January was the sucky month. I still was undergoing a hangover of Dubai because of how I loved it for the people I met there and the sunny weather I would never complain too much about.

And January was also the month of the least daylight. We would walk to school at 8.30 a.m. in the dark and come back home at 4.30 p.m. in the dark. On all fronts, January was the worst month in the whole of the exchange experience. There was not much to do. The only French people who talked to us were the members of the International Club who had the duty of entertaining us.

However, at the same time, January was the month of meet-and-greets. There were many after-class activities. January was also the month of getting used to a new education system.

We were enrolled in IESEG School of Management. The classes and their structure is that is the most amazing and what I enjoyed a lot. It was a correct balance of Extensives and Intensives. What are Extensives and Intensives? Basically, the system is different here. We don't have merely 5-6 modules where the classes for each run for 12 weeks, 3 hours on a weekly basis.

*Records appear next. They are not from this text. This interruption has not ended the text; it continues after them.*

/// An internal utility to access `TimeoutGlobals`.
trait KernelTimeoutGlobalsExt: KernelTraits {
    fn g_timeout() -> &'static TimeoutGlobals<Self, Self::TimeoutHeap>;
}

impl<T: KernelTraits> KernelTimeoutGlobalsExt for T {
    /// Shortcut for `&Self::state().timeout`.
    #[inline(always)]
    fn g_timeout() -> &'static TimeoutGlobals<Self, Self::TimeoutHeap> {
        &Self::state().timeout
    }
}

// Timeouts
// ---------------------------------------------------------------------------

/// A timeout.
///
/// `Timeout` is a `!Unpin` type. Once registered by [`insert_timeout`], the
/// `Timeout` must stay in the same memory location until it's unregistered.
/// Dropping isn't allowed either. `Timeout::drop` can detect the violation of
/// this requirement and cause a panic.
///
/// `Timeout` is unregistered by one of the following ways:
///
///  - On expiration, right before its callback function is called.
///  - [`remove_timeout`] can unregister a `Timeout` at anytime. There is a
///    RAII guard type [`TimeoutGuard`] that does this automatically.
pub(crate) struct Timeout<Traits: PortThreading> {
    /// The arrival tick of the timeout.
    ///
    /// This is wrapped by `TimeoutPropCell` because the heap maintenance code
    /// needs to access this while the heap itself is mutably borrowed.
    at: TimeoutPropCell<u64>,

    /// The position of this timeout in [`TimeoutGlobals::heap_and_prop_token`]'s
    /// heap. [`HEAP_POS_NONE`] indicates this timeout is not included in the
    /// heap.
    heap_pos: TimeoutPropCell<usize>,

    /// Callback function.
    callback: TimeoutFn<Traits>,

    /// Parameter given to the callback function.
    ///
    /// Wrapped by `TimeoutPropCell` so that objects embedding a `Timeout`
    /// (software timers) can bind it to their own address after construction.
    callback_param: TimeoutPropCell<usize>,

    /// Un-implement `Unpin`.
    _pin: PhantomPinned,
}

These are called Extensives and they are taught at a Bachelor's level. We have these plus 6 more Intensives that are taught over 4 days for a week from Monday to Thursday, 4 hours daily with an exam on Friday. These ones are taught at a Masters' level and are conducted in a workshop style. I think that the latter is so much more worthwhile. I took 10 classes.

People were startled as to how dark-skinned Indian-looking girls could speak French fluently.

Here was also the time where I discovered the feeling of walking on French Streets.

And here is also when I had my first class: French History.

"How can you govern a country which has 246 varieties of cheese?" - Charles de Gaulle, First President of France's 5th and current Republic.

Starting from the King Sun, to Louis XIV through Robespierre and Napoleon Bonaparte as well as Napoleon III. I went through European History with the two World Wars and the Industrial Revolution in much more depth than my basic knowledge of the subjects went.

We came to the country of revolutions, protests, and demonstrations. We couldn't possibly not have come across such movements at least once during our stay here.  I was just surprised how I witnessed a protest in the 3rd week of being in France!